__WORK TO COMPLETE__
After checking the listing below, say how many of its lines contain the string "println". Only the number is needed.

__MATERIAL FOR THIS EXERCISE__
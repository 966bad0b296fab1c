use ascent_core::guidance::GuidanceConfig;
use ascent_core::mission::GuidanceCore;
use ascent_core::runtime;
use ascent_core::simulator::Simulator;
use ascent_core::target::Target;
use ascent_core::telemetry::write_history_csv;
use ascent_core::vehicle::{StageBuilder, StageMode, Vehicle};
use std::error::Error;
use std::fs::{self, File};
use std::path::Path;

/// A two-stage ascent to a 200x200 km, 28.5 deg orbit from Kennedy Space
/// Center latitude, built programmatically (mission-file parsing is an
/// external collaborator's job, out of this crate's scope).
fn main() -> Result<(), Box<dyn Error>> {
    let launch_lat = 28.5_f64.to_radians();
    let launch_lon = 0.0_f64;

    let vehicle = Vehicle::new(vec![
        StageBuilder::new(1)
            .mode(StageMode::ConstantThrust)
            .wet_mass(500_000.0)
            .dry_mass(100_000.0)
            .thrust(7_500_000.0)
            .isp(300.0)
            .build()?,
        StageBuilder::new(2)
            .mode(StageMode::ConstantAccel)
            .accel_limit(4.0)
            .wet_mass(100_000.0)
            .dry_mass(20_000.0)
            .thrust(1_000_000.0)
            .isp(420.0)
            .build()?,
    ])?;

    let dt_sim = 1.0;
    let simulator = Simulator::new_ground(launch_lat, launch_lon, vehicle.stages()[0].wet_mass, dt_sim)?;

    let target = Target::from_spec(200.0, 200.0, 28.5, None, launch_lat, launch_lon)?;

    let mut core = GuidanceCore::new(vehicle, simulator, GuidanceConfig::default(), target);

    let dt_guidance = 1.0;
    let guidance_ratio = (dt_guidance / dt_sim).round().max(1.0) as u32;
    let physics_ticks = 600; // 10 minutes of ascent

    runtime::tick_once(&mut core, physics_ticks, guidance_ratio)?;

    let output_dir = Path::new("output");
    fs::create_dir_all(output_dir)?;
    let file = File::create(output_dir.join("ascent_telemetry.csv"))?;
    write_history_csv(&core, file)?;

    println!("Ascent telemetry written to output/ascent_telemetry.csv");
    println!("Final mode: {:?}", core.active_mode());
    Ok(())
}
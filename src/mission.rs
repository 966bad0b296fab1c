//! `GuidanceCore`: owns one Vehicle, Simulator, GuidanceProgram and
//! Target and exposes exactly the read accessors of spec section 6. This
//! is the "shared mutable state" block section 5 describes as guarded by
//! a single mutual-exclusion discipline; `runtime` wraps an instance of
//! this type in `Arc<Mutex<_>>` for the two-task driver.

use crate::error::CoreError;
use crate::guidance::{GuidanceConfig, GuidanceProgram, Mode};
use crate::simulator::{SimState, Simulator};
use crate::target::Target;
use crate::vehicle::Vehicle;
use nalgebra::Vector3;

pub struct GuidanceCore {
    pub vehicle: Vehicle,
    pub simulator: Simulator,
    pub guidance: GuidanceProgram,
    pub target: Target,
    staging_flag: bool,
}

/// `(param, actual, target)` rows for `get_target_display`.
#[derive(Debug, Clone, Copy)]
pub struct TargetRow {
    pub param: &'static str,
    pub actual: f64,
    pub target: f64,
}

/// `{tb, tgo, |vgo|, |rgo|, |rgrav|, |rbias|}` for `get_upfg_display`.
#[derive(Debug, Clone, Copy, Default)]
pub struct UpfgRow {
    pub tb: f64,
    pub tgo: f64,
    pub vgo_mag: f64,
    pub rgo_mag: f64,
    pub rgrav_mag: f64,
    pub rbias_mag: f64,
}

impl GuidanceCore {
    pub fn new(vehicle: Vehicle, simulator: Simulator, guidance_config: GuidanceConfig, target: Target) -> Self {
        GuidanceCore {
            vehicle,
            simulator,
            guidance: GuidanceProgram::new(guidance_config),
            target,
            staging_flag: false,
        }
    }

    /// One physics tick (T_phys): apply the currently-held steering at
    /// the stage's effective thrust, integrate, and raise the one-shot
    /// staging flag if mass drops below the current stage's dry mass.
    pub fn advance_physics(&mut self) -> Result<(), CoreError> {
        let stage = self
            .vehicle
            .current_stage()
            .cloned()
            .ok_or(CoreError::PropellantExhausted { stage_id: 0 })?;
        let unit = self.guidance.steering().unwrap_or_else(|| self.simulator.thrust_unit());

        let effective_thrust = if self.guidance.is_throttled(&self.vehicle) {
            stage.accel_limit * crate::constants::G0 * self.simulator.state().mass
        } else {
            stage.thrust
        };
        self.simulator.set_thrust(&unit, effective_thrust, stage.isp);
        self.simulator.step()?;

        if self.simulator.state().mass < stage.dry_mass {
            println!(
                "Staging event at t={:.2}s: stage {} burned out (mass {:.1}kg < dry mass {:.1}kg)",
                self.simulator.state().t,
                stage.id,
                self.simulator.state().mass,
                stage.dry_mass
            );
            self.vehicle.advance_stage()?;
            self.staging_flag = true;
        }
        Ok(())
    }

    /// One guidance cycle (T_guid): read the simulator snapshot, run the
    /// active mode, consume and clear the staging flag.
    pub fn advance_guidance(&mut self) -> Result<(), CoreError> {
        let flag = self.staging_flag;
        self.guidance.step(&self.simulator, &self.target, &mut self.vehicle, flag)?;
        self.staging_flag = false;
        Ok(())
    }

    pub fn active_mode(&self) -> Mode {
        self.guidance.mode
    }

    // --- Read accessors, spec section 6 ---

    pub fn get_state(&self) -> (Vector3<f64>, Vector3<f64>, f64, f64) {
        let s = self.simulator.state();
        (s.r, s.v, s.t, s.mass)
    }

    pub fn get_history(&self) -> Vec<SimState> {
        self.simulator.history().to_vec()
    }

    pub fn get_guidance_info(&self) -> (Option<Vector3<f64>>, Mode) {
        (self.guidance.steering(), self.guidance.mode)
    }

    pub fn get_target_display(&self) -> Vec<TargetRow> {
        let s = self.simulator.state();
        vec![
            TargetRow { param: "ap", actual: s.elements.ap, target: self.target.ap },
            TargetRow { param: "pe", actual: s.elements.pe, target: self.target.pe },
            TargetRow { param: "inc", actual: s.elements.i, target: self.target.inc },
            TargetRow { param: "lan", actual: s.elements.lan, target: self.target.lan },
            TargetRow { param: "ecc", actual: s.elements.e, target: self.target.ecc },
        ]
    }

    pub fn get_upfg_display(&self) -> UpfgRow {
        match self.guidance.upfg_state() {
            Some(u) => UpfgRow {
                tb: u.tb,
                tgo: u.tgo,
                vgo_mag: u.vgo.magnitude(),
                rgo_mag: u.rgo.magnitude(),
                rgrav_mag: u.rgrav.magnitude(),
                rbias_mag: u.rbias.magnitude(),
            },
            None => UpfgRow::default(),
        }
    }
}

#[cfg(test)]
mod tests {
    use super::*;
    use crate::vehicle::StageBuilder;

    fn core() -> GuidanceCore {
        let vehicle = Vehicle::new(vec![StageBuilder::new(1)
            .wet_mass(500_000.0)
            .dry_mass(50_000.0)
            .thrust(6_000_000.0)
            .isp(350.0)
            .build()
            .unwrap()])
        .unwrap();
        let simulator = Simulator::new_ground(28.5_f64.to_radians(), 0.0, 500_000.0, 1.0).unwrap();
        let target = Target::from_spec(200.0, 200.0, 28.5, Some(0.0), 28.5_f64.to_radians(), 0.0).unwrap();
        GuidanceCore::new(vehicle, simulator, GuidanceConfig::default(), target)
    }

    #[test]
    fn advance_physics_grows_history_and_decrements_mass() {
        let mut core = core();
        let (_, _, _, m0) = core.get_state();
        core.advance_physics().unwrap();
        let (_, _, _, m1) = core.get_state();
        assert_eq!(core.get_history().len(), 1);
        assert!(m1 <= m0);
    }

    #[test]
    fn constant_accel_stage_is_throttled_to_its_acceleration_limit() {
        use crate::vehicle::StageMode;

        let vehicle = Vehicle::new(vec![StageBuilder::new(1)
            .mode(StageMode::ConstantAccel)
            .accel_limit(3.0)
            .wet_mass(500_000.0)
            .dry_mass(50_000.0)
            .thrust(6_000_000.0)
            .isp(350.0)
            .build()
            .unwrap()])
        .unwrap();
        let simulator = Simulator::new_ground(28.5_f64.to_radians(), 0.0, 500_000.0, 0.1).unwrap();
        let target = Target::from_spec(200.0, 200.0, 28.5, Some(0.0), 28.5_f64.to_radians(), 0.0).unwrap();
        let mut core = GuidanceCore::new(vehicle, simulator, GuidanceConfig::default(), target);

        assert!(core.guidance.is_throttled(&core.vehicle));

        let (_, _, _, m0) = core.get_state();
        core.advance_physics().unwrap();
        let (_, _, _, m1) = core.get_state();

        let expected_thrust = 3.0 * crate::constants::G0 * m0;
        let expected_mdot = expected_thrust / (350.0 * crate::constants::G0);
        let expected_m1 = m0 - expected_mdot * 0.1;
        assert!((m1 - expected_m1).abs() < 1e-6);
    }

    #[test]
    fn guidance_info_starts_in_prelaunch() {
        let core = core();
        let (_, mode) = core.get_guidance_info();
        assert_eq!(mode, Mode::Prelaunch);
    }
}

__SOLUTION FOR THIS EXERCISE__
3